New York

New Urgent Problem Facing Migrants in NYC Shelters: Babies Aren’t Getting Enough Food

Mayor Eric Adams has drawn criticism lately, after the city’s plans to build a tent city for asylum seekers in the Bronx, as well as the latest reported plan to house migrants on one of Norwegian Cruise Line’s luxury vessels upon arrival in the Big Apple.

But the NBC New York I-Team has uncovered a more immediate problem facing the city and the migrants who have overwhelmed the shelter system: Many of the babies in the system are not getting enough to eat.

During dinnertime at the Queens Travel Lodge, a baby boy has already finished his bottle of milk. He’s still hungry, but his mother says at this shelter there are no refills.

“My children are in dire need,” she tells News 4, crying as she says that the food situation at the shelter has her at the brink of desperation.

The shelter serves small meals, But no baby food or formula. Just one eight-ounce container of milk per baby, per day — unless the milk is expiring, in which case she says they get extra.

“The food is very restricted,” the mother said.

Residents at the Queens shelter shared a video showing how they’re forced to sign for every milk or juice they consume.

“I feel like this is a jail,” a mother said.

When she asked for more, a mother said a shelter employee dictated an answer into her phone so it could be translated into Spanish, which read “we already gave you milk or food because the children eat at their school. I only follow orders so don’t bother me anymore.”

Advocates are speaking out against a tent city being built for asylum seekers in Orchard Beach. Gaby Acevedo reports.

The I-Team interviewed multiple families at other hotels with similar stories. At the Super 8 in Brooklyn, a woman said the meals were “not enough.” In a midtown shelter, a pregnant mom worried her unborn baby girl isn’t getting enough nutrients because dinner at her shelter is just 230 calories.

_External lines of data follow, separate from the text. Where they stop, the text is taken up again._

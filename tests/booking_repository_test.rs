use chrono::{DateTime, TimeZone, Utc};
use sqlx::sqlite::SqlitePoolOptions;
use sqlx::SqlitePool;
use uuid::Uuid;

use soiree::{
    domain::{
        Booking, BookingCateringLine, BookingServiceLine, BookingStatus, CateringMenu,
        CreateUserRequest, EventOffering, MenuType, UserRole,
    },
    repository::{
        BookingRepository, CateringMenuRepository, EventOfferingRepository,
        SqliteBookingRepository, SqliteCateringMenuRepository, SqliteEventOfferingRepository,
        SqliteUserRepository, UserRepository,
    },
};

async fn setup() -> anyhow::Result<(SqlitePool, Uuid, Uuid)> {
    let pool = SqlitePoolOptions::new()
        .max_connections(1)
        .connect(":memory:")
        .await?;
    sqlx::migrate!("./migrations").run(&pool).await?;

    let users = SqliteUserRepository::new(pool.clone());
    let user = users
        .create(CreateUserRequest {
            email: "alice@example.com".to_string(),
            username: "alice".to_string(),
            full_name: "Alice Test".to_string(),
            phone: "0820000000".to_string(),
            password: "password123".to_string(),
            role: UserRole::User,
        })
        .await?;

    let events = SqliteEventOfferingRepository::new(pool.clone());
    let now = Utc::now();
    let event = events
        .create(EventOffering {
            id: Uuid::new_v4(),
            name: "Gala".to_string(),
            description: "A lovely venue".to_string(),
            venue: "Gala Hall".to_string(),
            max_capacity: 100,
            price_per_person_cents: 50_00,
            image_url: None,
            is_active: true,
            created_at: now,
            updated_at: now,
        })
        .await?;

    Ok((pool, user.id, event.id))
}

fn at(hour: u32) -> DateTime<Utc> {
    Utc.with_ymd_and_hms(2026, 9, 1, hour, 0, 0).unwrap()
}

fn booking(user_id: Uuid, event_id: Uuid, start: u32, end: u32) -> Booking {
    Booking {
        id: Uuid::new_v4(),
        user_id,
        event_id,
        people_count: 10,
        start_time: at(start),
        end_time: at(end),
        base_amount_cents: 500_00,
        total_amount_cents: 500_00,
        status: BookingStatus::Pending,
        booked_at: Utc::now(),
        approved_at: None,
        paid_at: None,
    }
}

#[tokio::test]
async fn overlap_query_uses_half_open_intervals() -> anyhow::Result<()> {
    let (pool, user_id, event_id) = setup().await?;
    let repo = SqliteBookingRepository::new(pool.clone());

    repo.create_if_slot_free(booking(user_id, event_id, 10, 12), vec![], vec![])
        .await?
        .expect("empty table accepts anything");

    // Intersections in every direction.
    assert!(repo.has_overlap(event_id, at(11), at(13)).await?);
    assert!(repo.has_overlap(event_id, at(9), at(11)).await?);
    assert!(repo.has_overlap(event_id, at(10), at(12)).await?);
    assert!(repo.has_overlap(event_id, at(9), at(14)).await?);
    assert!(repo.has_overlap(event_id, at(11), at(12)).await?);

    // Touching endpoints do not conflict.
    assert!(!repo.has_overlap(event_id, at(12), at(13)).await?);
    assert!(!repo.has_overlap(event_id, at(8), at(10)).await?);

    // A different event is free.
    assert!(!repo.has_overlap(Uuid::new_v4(), at(11), at(13)).await?);

    Ok(())
}

#[tokio::test]
async fn cancelled_bookings_release_the_slot() -> anyhow::Result<()> {
    let (pool, user_id, event_id) = setup().await?;
    let repo = SqliteBookingRepository::new(pool.clone());

    let created = repo
        .create_if_slot_free(booking(user_id, event_id, 10, 12), vec![], vec![])
        .await?
        .expect("created");
    assert!(repo.has_overlap(event_id, at(11), at(13)).await?);

    repo.update_status(created.id, BookingStatus::Cancelled).await?;
    assert!(!repo.has_overlap(event_id, at(11), at(13)).await?);

    Ok(())
}

#[tokio::test]
async fn guarded_insert_refuses_a_taken_slot() -> anyhow::Result<()> {
    let (pool, user_id, event_id) = setup().await?;
    let repo = SqliteBookingRepository::new(pool.clone());

    repo.create_if_slot_free(booking(user_id, event_id, 10, 12), vec![], vec![])
        .await?
        .expect("first insert succeeds");

    // Same check-and-insert against an intersecting window comes back None
    // and writes nothing.
    let refused = repo
        .create_if_slot_free(booking(user_id, event_id, 11, 13), vec![], vec![])
        .await?;
    assert!(refused.is_none());
    assert_eq!(repo.count_all().await?, 1);

    // Adjacent window goes through.
    repo.create_if_slot_free(booking(user_id, event_id, 12, 13), vec![], vec![])
        .await?
        .expect("adjacent insert succeeds");
    assert_eq!(repo.count_all().await?, 2);

    Ok(())
}

#[tokio::test]
async fn guarded_insert_writes_children_atomically() -> anyhow::Result<()> {
    let (pool, user_id, event_id) = setup().await?;
    let repo = SqliteBookingRepository::new(pool.clone());

    let menus = SqliteCateringMenuRepository::new(pool.clone());
    let now = Utc::now();
    let menu = menus
        .create(CateringMenu {
            id: Uuid::new_v4(),
            name: "Buffet".to_string(),
            description: "Tasty".to_string(),
            menu_type: MenuType::Standard,
            price_per_person_cents: 20_00,
            included_items: None,
            is_vegetarian: false,
            is_vegan: false,
            has_gluten_free: false,
            image_url: None,
            is_active: true,
            created_at: now,
            updated_at: now,
        })
        .await?;

    let b = booking(user_id, event_id, 10, 12);
    let booking_id = b.id;

    let catering = vec![BookingCateringLine {
        id: Uuid::new_v4(),
        booking_id,
        menu_id: menu.id,
        quantity: 10,
        unit_price_cents: 20_00,
        total_price_cents: 200_00,
        special_instructions: String::new(),
    }];
    let services: Vec<BookingServiceLine> = vec![];

    repo.create_if_slot_free(b, catering, services)
        .await?
        .expect("insert succeeds");

    let lines = repo.catering_for(booking_id).await?;
    assert_eq!(lines.len(), 1);
    assert_eq!(lines[0].total_price_cents, 200_00);
    assert_eq!(lines[0].menu_id, menu.id);

    Ok(())
}

#[tokio::test]
async fn listing_orders_and_status_stamps() -> anyhow::Result<()> {
    let (pool, user_id, event_id) = setup().await?;
    let repo = SqliteBookingRepository::new(pool.clone());

    let first = repo
        .create_if_slot_free(booking(user_id, event_id, 8, 9), vec![], vec![])
        .await?
        .expect("created");
    let second = repo
        .create_if_slot_free(booking(user_id, event_id, 10, 11), vec![], vec![])
        .await?
        .expect("created");

    let mine = repo.list_by_user(user_id).await?;
    assert_eq!(mine.len(), 2);

    assert_eq!(repo.list_pending().await?.len(), 2);
    assert_eq!(repo.count_by_status(BookingStatus::Pending).await?, 2);

    let approved = repo.update_status(first.id, BookingStatus::Approved).await?;
    assert_eq!(approved.status, BookingStatus::Approved);
    assert!(approved.approved_at.is_some());
    assert!(approved.paid_at.is_none());

    let paid = repo.update_status(first.id, BookingStatus::Paid).await?;
    assert!(paid.paid_at.is_some());

    assert_eq!(repo.list_pending().await?.len(), 1);
    assert_eq!(repo.list_pending().await?[0].id, second.id);

    Ok(())
}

“On a daily basis, we see about 75 families that come. They don’t have no milk,” said food pantry volunteer Maria Vergara.

At food pantries throughout the city, demand is high and supplies are low.

“The face changes…Like when we give them milk and they drink it in front of us, the face changes,” Vergara said. “It’s heart-breaking that the shelters in our city are not providing the essentials for the kids.”

Baby Jimena Mendoza downed milk after milk outside a Manhattan pantry. Her big sister said the baby needs formula and milk, and has been throwing up the shelter food because she’s not used to it.  The girls’ father said that after a difficult trek from Venezuela, getting to a place like New York and struggling for food is hard.

Another migrant, Maria Plaza, said while they could definitely use more food, she thinks the city is helping migrants a lot. She is grateful for a place to sleep and the free food they do receive.

New York City officials say they are “working around the clock” to accommodate migrants as well as homeless shelter residents who are being affected by the influx of people in need. NBC New York’s Melissa Russo reports.

Pedro Rodriguez runs a network of food pantries that helped feed new Yorkers during the pandemic. He believes part of the problem is that the food is not what these families are used to eating — but adds it’s also just not enough.

“They don’t have food for the children. These kids are getting hungrier.  We are scrambling,” Rodriguez told NBC New York. “This is an emergency in that sense. We’re talking about babies that need food.”

From the very beginning of the migrant influx, the I-Team has been asking City Hall about the food supply. Adams said in the past that “we’re providing them with food. I mean, this city is so humane!”

A mom of a little boy suggested Mayor Adams pay a visit with inspectors to the shelters, adding that her one wish is for the federal government to give migrants the opportunity to work so she can provide for her own children and not ask for help.

Another plane full of migrants could end up in another state after Mayor Adams said thousands of migrants have already ended up in NYC. Melissa Russo reports.

While most homeless families from New York receive food stamps or welfare, the migrants do not. And they can’t work, so they have no power to supplement what the shelters provide.

In a statement, the city Department of Social Services said they are working around the clock to serve thousands of recently arrived asylum seekers. The statement did not address specific questions about the food supply, nor whether they are aware of any hungry babies in their care.

“We ensure that all shelters serving families with children are receiving adequate and appropriate food provisions for all infants on site,” the DSS said in their statement.